We've observed that the nnf-dm and clientmountd daemons generate a surprising amount of system noise on the computes even when they should be idle. For reference, over the last 2 weeks they've been lightly used yet have wracked up ~10 minutes of cpu time each. This is compared to most other idle system daemons which report <5 seconds of cpu usage over the same time period. The usage nnf-dm and clientmountd usage is similar across compute nodes.

root       33954       1  0 Nov14 ?        00:09:44 /usr/bin/nnf-dm <...args...>
root       34061       1  0 Nov14 ?        00:10:11 /usr/bin/clientmountd <...args...>
                                           ^^^^^^^^^

Corosync which is required for gfs2 generates even more noise on the compute nodes. One possible mitigation would be to only start/stop the pacemaker service on computes when a gfs2 filesystem has been requested. This could either be done by Flux when setting up the computes or the clientmountd which is already running there.

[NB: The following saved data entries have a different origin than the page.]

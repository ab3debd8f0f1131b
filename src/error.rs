//! Application error type and its HTTP representation.
//!
//! Every failure leaving the HTTP layer is rendered as a JSON object with a
//! human-readable `detail` string and a machine-readable `code`:
//!
//! ```json
//! { "detail": "Link has expired", "code": "gone" }
//! ```
//!
//! Internal error messages are replaced with a generic text when running in
//! production (see [`set_expose_internal_errors`]); the real cause is always logged.

use axum::{
    Json,
    http::StatusCode,
    response::{IntoResponse, Response},
};
use serde::Serialize;
use serde_json::{Value, json};
use std::sync::atomic::{AtomicBool, Ordering};
use thiserror::Error;

const REDACTED_MESSAGE: &str = "Internal server error";

static EXPOSE_INTERNAL_ERRORS: AtomicBool = AtomicBool::new(true);

/// Controls whether 500 responses carry the real error message.
///
/// Called once at startup: `true` in development, `false` in production.
pub fn set_expose_internal_errors(expose: bool) {
    EXPOSE_INTERNAL_ERRORS.store(expose, Ordering::Relaxed);
}

fn expose_internal_errors() -> bool {
    EXPOSE_INTERNAL_ERRORS.load(Ordering::Relaxed)
}

/// JSON error body returned to clients.
#[derive(Debug, Clone, Serialize)]
pub struct ErrorInfo {
    pub detail: String,
    pub code: &'static str,
    #[serde(skip_serializing_if = "is_empty_details")]
    pub details: Value,
}

fn is_empty_details(details: &Value) -> bool {
    match details {
        Value::Null => true,
        Value::Object(map) => map.is_empty(),
        _ => false,
    }
}

/// Typed application error carrying its HTTP status.
#[derive(Debug, Error)]
pub enum AppError {
    #[error("{message}")]
    Validation { message: String, details: Value },

    #[error("{message}")]
    Unauthorized { message: String, details: Value },

    #[error("{message}")]
    NotFound { message: String, details: Value },

    /// The resource exists but is intentionally inaccessible (disabled or expired link).
    #[error("{message}")]
    Gone { message: String, details: Value },

    #[error("{message}")]
    Conflict { message: String, details: Value },

    #[error("{message}")]
    Internal { message: String, details: Value },
}

impl AppError {
    pub fn bad_request(message: impl Into<String>, details: Value) -> Self {
        Self::Validation {
            message: message.into(),
            details,
        }
    }

    pub fn unauthorized(message: impl Into<String>, details: Value) -> Self {
        Self::Unauthorized {
            message: message.into(),
            details,
        }
    }

    pub fn not_found(message: impl Into<String>, details: Value) -> Self {
        Self::NotFound {
            message: message.into(),
            details,
        }
    }

    pub fn gone(message: impl Into<String>, details: Value) -> Self {
        Self::Gone {
            message: message.into(),
            details,
        }
    }

    pub fn conflict(message: impl Into<String>, details: Value) -> Self {
        Self::Conflict {
            message: message.into(),
            details,
        }
    }

    pub fn internal(message: impl Into<String>, details: Value) -> Self {
        Self::Internal {
            message: message.into(),
            details,
        }
    }

    /// HTTP status code for this error.
    pub fn status(&self) -> StatusCode {
        match self {
            AppError::Validation { .. } => StatusCode::BAD_REQUEST,
            AppError::Unauthorized { .. } => StatusCode::UNAUTHORIZED,
            AppError::NotFound { .. } => StatusCode::NOT_FOUND,
            AppError::Gone { .. } => StatusCode::GONE,
            AppError::Conflict { .. } => StatusCode::CONFLICT,
            AppError::Internal { .. } => StatusCode::INTERNAL_SERVER_ERROR,
        }
    }

    /// Machine-readable error code.
    pub fn code(&self) -> &'static str {
        match self {
            AppError::Validation { .. } => "validation_error",
            AppError::Unauthorized { .. } => "unauthorized",
            AppError::NotFound { .. } => "not_found",
            AppError::Gone { .. } => "gone",
            AppError::Conflict { .. } => "conflict",
            AppError::Internal { .. } => "internal_error",
        }
    }

    /// Converts the error into the client-facing body, redacting internal
    /// errors when exposure is disabled.
    pub fn to_error_info(&self) -> ErrorInfo {
        let (message, details) = match self {
            AppError::Validation { message, details }
            | AppError::Unauthorized { message, details }
            | AppError::NotFound { message, details }
            | AppError::Gone { message, details }
            | AppError::Conflict { message, details }
            | AppError::Internal { message, details } => (message, details),
        };

        if matches!(self, AppError::Internal { .. }) && !expose_internal_errors() {
            return ErrorInfo {
                detail: REDACTED_MESSAGE.to_string(),
                code: self.code(),
                details: Value::Null,
            };
        }

        ErrorInfo {
            detail: message.clone(),
            code: self.code(),
            details: details.clone(),
        }
    }
}

impl IntoResponse for AppError {
    fn into_response(self) -> Response {
        if let AppError::Internal { message, details } = &self {
            tracing::error!(%message, %details, "Request failed with internal error");
        }

        let status = self.status();
        let mut response = (status, Json(self.to_error_info())).into_response();

        if status == StatusCode::UNAUTHORIZED {
            response.headers_mut().insert(
                axum::http::header::WWW_AUTHENTICATE,
                axum::http::HeaderValue::from_static("Bearer"),
            );
        }

        response
    }
}

impl From<sqlx::Error> for AppError {
    fn from(e: sqlx::Error) -> Self {
        if let Some(db) = e.as_database_error() {
            if db.is_unique_violation() {
                return AppError::conflict(
                    "Unique constraint violation",
                    json!({ "constraint": db.constraint() }),
                );
            }
            if db.is_foreign_key_violation() {
                return AppError::bad_request("Referenced record does not exist", json!({}));
            }
        }

        if matches!(e, sqlx::Error::RowNotFound) {
            return AppError::not_found("Record not found", json!({}));
        }

        AppError::internal("Database error", json!({ "reason": e.to_string() }))
    }
}

impl From<validator::ValidationErrors> for AppError {
    fn from(errors: validator::ValidationErrors) -> Self {
        let details = serde_json::to_value(&errors).unwrap_or(Value::Null);
        AppError::bad_request(format!("Validation failed: {}", errors), details)
    }
}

bdevcich commented 9 months ago

We've been investigating this. Early signs point to Go Garbage Collection and HTTP2 Health Checks. Both can be tuned.

bdevcich commented 9 months ago

@behlendorf which version of go are you using the build the daemons?

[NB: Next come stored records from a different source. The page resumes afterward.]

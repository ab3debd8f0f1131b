//! HTTP request/response tracing middleware.

use tower_http::LatencyUnit;
use tower_http::classify::{ServerErrorsAsFailures, SharedClassifier};
use tower_http::trace::{DefaultMakeSpan, DefaultOnResponse, TraceLayer};
use tracing::Level;

/// Creates the access-log layer: one `INFO` span per request (method, URI,
/// version) and an `INFO` event with status and latency in milliseconds.
///
/// ```text
/// INFO request{method=GET uri=/abc123 version=HTTP/1.1}: finished processing request latency=1 ms status=302
/// ```
pub fn layer() -> TraceLayer<SharedClassifier<ServerErrorsAsFailures>> {
    TraceLayer::new_for_http()
        .make_span_with(DefaultMakeSpan::new().level(Level::INFO))
        .on_response(
            DefaultOnResponse::new()
                .level(Level::INFO)
                .latency_unit(LatencyUnit::Millis),
        )
}
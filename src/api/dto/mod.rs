//! Data Transfer Objects for API requests and responses.
//!
//! All DTOs use Serde for JSON serialization/deserialization and validator
//! for input validation.

pub mod analytics;
pub mod health;
pub mod link;
pub mod pagination;
pub mod redirect;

behlendorf commented 9 months ago

We're building with the RHEL 8.9 version of go.

# rpm -q golang
golang-1.20.10-1.module+el8.9.0+20382+04f7fe80.x86_64

# go version
go version go1.20.10 linux/amd64
bdevcich commented 8 months ago

We have found that we can reduce the CPU usage by approximately 66% by tuning garbage collection and the frequency of the HTTP2 health checks. In comparison of your original observations of 10m of CPU time over 14 days, we were able to get CPU usage down to 3m26s over 12 days (22-Dec to 02-Jan). This can be done by setting the following environment variables in the systemd unit file:

Environment=GOGC=off
Environment=GOMEMLIMIT=20MiB
Environment=GOMAXPROCS=5
Environment=HTTP2_PING_TIMEOUT_SECONDS=60

Output of systemctl stauts with CPU accounting enabled:

[root@x9000c3s0b0n0 ~]# systemctl status clientmountd
● clientmountd.service - Data Workflow Service (DWS) Client Mount Service
   Loaded: loaded (/etc/systemd/system/clientmountd.service; enabled; vendor preset: disabled)
  Drop-In: /etc/systemd/system/clientmountd.service.d
           └─override.conf
   Active: active (running) since Wed 2023-12-20 13:24:23 CST; 1 weeks 5 days ago
 Main PID: 7840 (clientmountd)
    Tasks: 10 (limit: 1646821)
   Memory: 19.0M
      CPU: 3min 25.808s
bdevcich commented 8 months ago

These environment variables have been checked into master in nnf-deploy for each daemon (i.e. nnf-dm, clientmountd). Those variables can be found here.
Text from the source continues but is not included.